[Numpy-discussion] optimizing power() for complex and real cases

Sat Feb 18 17:19:03 EST 2006

OK, I now have a faily clean implementation in C of:

def __pow__(self, p):
    if p is not a scalar:
       return power(self, p)
    elif p == 1:
       return p
    elif p == 2:
       return square(self)
#    elif p == 3:
#       return cube(self)
#    elif p == 4:
#       return power_4(self)
#    elif p == 0:
#       return ones(self.shape, dtype=self.dtype)
#    elif p == -1:
#       return 1.0/self
    elif p == 0.5:
       return sqrt(self)

First a couple of technical questions, then on to the philosophical portion of this note.

1. Is there a nice fast way to get a matrix filled with ones from C. I've been tempted to write a ufunc 'ones_like', but I'm afraid that might be considered inappropriate.

2. Are people aware that array_power is sometimes passed non arrays as its first argument? Despite having the signature:

array_power(PyArrayObject *a1, PyObject *o2) 

This caused me almost no end of headaches, not to mention crashes during numpy.test().

I'll check this into the power_optimization branch RSN, hopefully with a fix for the zero power case. Possibly also after extending it to inplace power as well.

OK, now on to more important stuff. As I've been playing with this my opinion has gone in circles a couple of times. I now think the issue of optimizing integer powers of complex numbers and integer powers of floats are almost completely different. Because complex powers are quite slow and relatively inaccurate, it is appropriate to optimize them for integer powers at the level of nc_pow. This should be just a matter of liberal borrowing from complexobject.c, but I haven't tried it yet.

On the other hand, real powers are fast enough that doing anything at the single element level is unlikely to help. So in that case we're left with either optimizing the cases where the dimension is zero as David has done, or optimizing at the __pow__ (AKA array_power) level as I've done now based on David's original suggestion. This second approach is faster because it avoids the mysterious python scalar -> zero-D array conversion overhead. However, it suffers if we want to optimize lots of different powers since one needs a ufunc for each one. So the question becomes, which powers should we optimize?
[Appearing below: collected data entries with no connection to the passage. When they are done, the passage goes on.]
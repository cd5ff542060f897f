//! Command-line options shared by `local-run` and `remote-run`.

use chrono::NaiveDate;
use clap::Args;
use kestrel_common::{manifest::JobManifest, prelude::*};

/// Flags accepted by both run subcommands. Every flag overrides the
/// matching job-manifest field; unset flags leave the manifest alone.
#[derive(Args, Debug)]
pub struct JobOpt {
    /// Path to the job manifest.
    pub config: PathBuf,

    /// Number of mapper processes per host.
    #[arg(long)]
    pub workers: Option<usize>,

    /// Where to write the final artifact.
    #[arg(long)]
    pub output_filename: Option<String>,

    /// Show the progress dashboard.
    #[arg(long, overrides_with = "no_output_job_progress")]
    pub output_job_progress: bool,

    /// Do not show the progress dashboard.
    #[arg(long)]
    pub no_output_job_progress: bool,

    /// How many times a failing file may be attempted.
    #[arg(long)]
    pub max_retries: Option<u32>,

    /// Access key for the object store and compute provider.
    #[arg(long)]
    pub cloud_access_key: Option<String>,

    /// Secret key for the object store and compute provider.
    #[arg(long)]
    pub cloud_secret_key: Option<String>,

    /// Region to provision instances in.
    #[arg(long)]
    pub cloud_region: Option<String>,

    /// Machine image for provisioned instances.
    #[arg(long)]
    pub cloud_image: Option<String>,

    /// Instance type for provisioned instances.
    #[arg(long)]
    pub cloud_instance_type: Option<String>,

    /// Security group applied to provisioned instances. Repeatable.
    #[arg(long = "cloud-security-group")]
    pub cloud_security_group: Vec<String>,

    /// User name for shell connections to instances.
    #[arg(long)]
    pub cloud_ssh_username: Option<String>,

    /// How many instances to provision.
    #[arg(long)]
    pub cloud_workers: Option<usize>,

    /// Where the manifest is copied on each instance.
    #[arg(long)]
    pub cloud_remote_config_path: Option<String>,

    /// Command run on each instance before mappers start. Repeatable.
    #[arg(long = "cloud-initialization-commands")]
    pub cloud_initialization_commands: Vec<String>,

    /// Seconds between CPU usage samples.
    #[arg(long)]
    pub cpu_usage_interval: Option<f64>,

    /// Seconds between dashboard redraws.
    #[arg(long)]
    pub screen_refresh_interval: Option<f64>,

    /// First day substituted into date macros (YYYY-MM-DD).
    #[arg(long)]
    pub start_date: Option<NaiveDate>,

    /// Last day substituted into date macros (YYYY-MM-DD).
    #[arg(long)]
    pub end_date: Option<NaiveDate>,

    /// Number of days to expand, counting back from the end date.
    #[arg(long)]
    pub date_range: Option<i64>,
}

impl JobOpt {
    /// Load the job manifest and apply every flag override.
    pub fn load_manifest(&self) -> Result<JobManifest> {
        let mut manifest = JobManifest::load(&self.config)?;
        self.apply_to(&mut manifest);
        Ok(manifest)
    }

    fn apply_to(&self, manifest: &mut JobManifest) {
        if let Some(workers) = self.workers {
            manifest.workers = workers;
        }
        if let Some(output_filename) = &self.output_filename {
            manifest.output_filename = Some(output_filename.clone());
        }
        if self.no_output_job_progress {
            manifest.output_job_progress = false;
        } else if self.output_job_progress {
            manifest.output_job_progress = true;
        }
        if let Some(max_retries) = self.max_retries {
            manifest.max_retries = max_retries;
        }
        if let Some(key) = &self.cloud_access_key {
            manifest.cloud.access_key = Some(key.clone());
        }
        if let Some(secret) = &self.cloud_secret_key {
            manifest.cloud.secret_key = Some(secret.clone());
        }
        if let Some(region) = &self.cloud_region {
            manifest.cloud.region = Some(region.clone());
        }
        if let Some(image) = &self.cloud_image {
            manifest.cloud.image = Some(image.clone());
        }
        if let Some(instance_type) = &self.cloud_instance_type {
            manifest.cloud.instance_type = Some(instance_type.clone());
        }
        if !self.cloud_security_group.is_empty() {
            manifest.cloud.security_groups = self.cloud_security_group.clone();
        }
        if let Some(username) = &self.cloud_ssh_username {
            manifest.cloud.ssh_username = username.clone();
        }
        if let Some(workers) = self.cloud_workers {
            manifest.cloud.workers = workers;
        }
        if let Some(path) = &self.cloud_remote_config_path {
            manifest.cloud.remote_config_path = path.clone();
        }
        if !self.cloud_initialization_commands.is_empty() {
            manifest.cloud.initialization_commands =
                self.cloud_initialization_commands.clone();
        }
        if let Some(seconds) = self.cpu_usage_interval {
            manifest.dashboard.cpu_usage_interval = Duration::from_secs_f64(seconds);
        }
        if let Some(seconds) = self.screen_refresh_interval {
            manifest.dashboard.screen_refresh_interval =
                Duration::from_secs_f64(seconds);
        }
        if let Some(start_date) = self.start_date {
            manifest.start_date = Some(start_date);
        }
        if let Some(end_date) = self.end_date {
            manifest.end_date = Some(end_date);
        }
        if let Some(date_range) = self.date_range {
            manifest.date_range = Some(date_range);
        }
    }
}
My latest thinking on this is that we should optimize only those cases where the optimized result is no less accurate than that produced by pow. I'm going to assume that all C operations are equivalently accurate, so pow(x,2) has roughly the same amount of error as x*x. (Something on the order of 0.5 ULP I'd guess). In that case:
   pow(x, -1) -> 1 / x
   pow(x, 0) -> 1
   pow(x, 0.5) -> sqrt(x)
   pow(x, 1) -> x
   pow(x, 2) -> x*x
can all be implemented in terms of multiply or divide with the same accuracy as the original power methods. Once we get beyond these, the error will go up progressively.

The minimal set described above seems like it should be relatively uncontroversial and it's what I favor. Once we get beyond this basic set, we would need to reach some sort of consensus on how much additional error we are willing to tolerate for optimizing these extra cases. You'll notice that I've changed my mind, yet again, over whether to optimize A**0.5. Since the set of additional ufuncs needed in this case is relatively small, just square and inverse (==1/x), this minimal set works well if optimizing in pow as I've done.

That's the state of my thinking on this at this exact moment. I'd appreciate any comments and suggestions you might have.